Dataset items:

■ ■ ■ ■ ■

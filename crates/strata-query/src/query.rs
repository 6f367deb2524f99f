//! Query builder and executors.
//!
//! A [`Query`] is built by chaining condition methods; consecutive
//! conditions are ANDed. `or()` splits the current group into branches,
//! `not()` negates the next condition or group, and `group()`/`subtable()`
//! open nested scopes:
//!
//! ```text
//!   q.greater(0, 10).group().equal(1, 3).or().less(1, 0).end_group()
//!     ==>  c0 > 10  AND  (c1 == 3  OR  c1 < 0)
//! ```
//!
//! Building never fails. Malformed input is recorded and reported by
//! [`Query::validate`], which every executor runs before touching a row.

use strata_common::{QueryConfig, Result, StrataError, NOT_FOUND};
use strata_storage::{
    Condition, Equal, Greater, GreaterEqual, IntColumn, Less, LessEqual, NoCondition, NotEqual, Table,
};
use tracing::debug;

use crate::access::{FloatKind, PairValue};
use crate::condition::{
    BeginsWith, BeginsWithIns, Contains, ContainsIns, EndsWith, EndsWithIns, EqualIns, NotEqualIns,
};
use crate::expression::Compare;
use crate::node::{
    BinaryNode, Chain, ConditionNode, ExpressionNode, FloatDoubleNode, IntegerNode, LinksToNode, NotNode, OrNode,
    StringEqualNode, StringNode, SubtableNode, TwoColumnsNode,
};
use crate::sink::{FloatSink, IntSink};
use crate::state::{Action, QueryState};

#[derive(Debug, Clone, Copy, PartialEq, Eq)]
enum FrameKind {
    Root,
    Group,
    Subtable(usize),
}

/// An open scope of the builder.
#[derive(Clone)]
struct Frame {
    kind: FrameKind,
    nodes: Vec<Box<dyn ConditionNode>>,
    /// Completed OR branches to the left of `nodes`.
    branches: Vec<Vec<Box<dyn ConditionNode>>>,
    pending_not: bool,
}

impl Frame {
    fn new(kind: FrameKind) -> Self {
        Self {
            kind,
            nodes: Vec::new(),
            branches: Vec::new(),
            pending_not: false,
        }
    }

    /// The conditions of this scope as an AND-chain.
    fn close(&self, config: &QueryConfig) -> Vec<Box<dyn ConditionNode>> {
        if self.branches.is_empty() {
            return self.nodes.clone();
        }
        let branches = self
            .branches
            .iter()
            .chain(std::iter::once(&self.nodes))
            .map(|nodes| Chain::new(nodes.clone(), *config))
            .collect();
        vec![Box::new(OrNode::new(branches)) as Box<dyn ConditionNode>]
    }
}

/// A composable query over the rows of a table.
#[derive(Clone)]
pub struct Query {
    config: QueryConfig,
    frames: Vec<Frame>,
    error: Option<String>,
}

impl Default for Query {
    fn default() -> Self {
        Self::new()
    }
}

■ ■ ■ ■ ■

Task objective: What is needed is a word-for-word copy of the records above, from the first line through the line that contains "conditions are ANDed.".

Answer for this exercise:
filename crates/strata-query/src/query.rs
repository 6f367deb2524f99f
//! Query builder and executors.
//!
//! A [`Query`] is built by chaining condition methods; consecutive
//! conditions are ANDed. `or()` splits the current group into branches,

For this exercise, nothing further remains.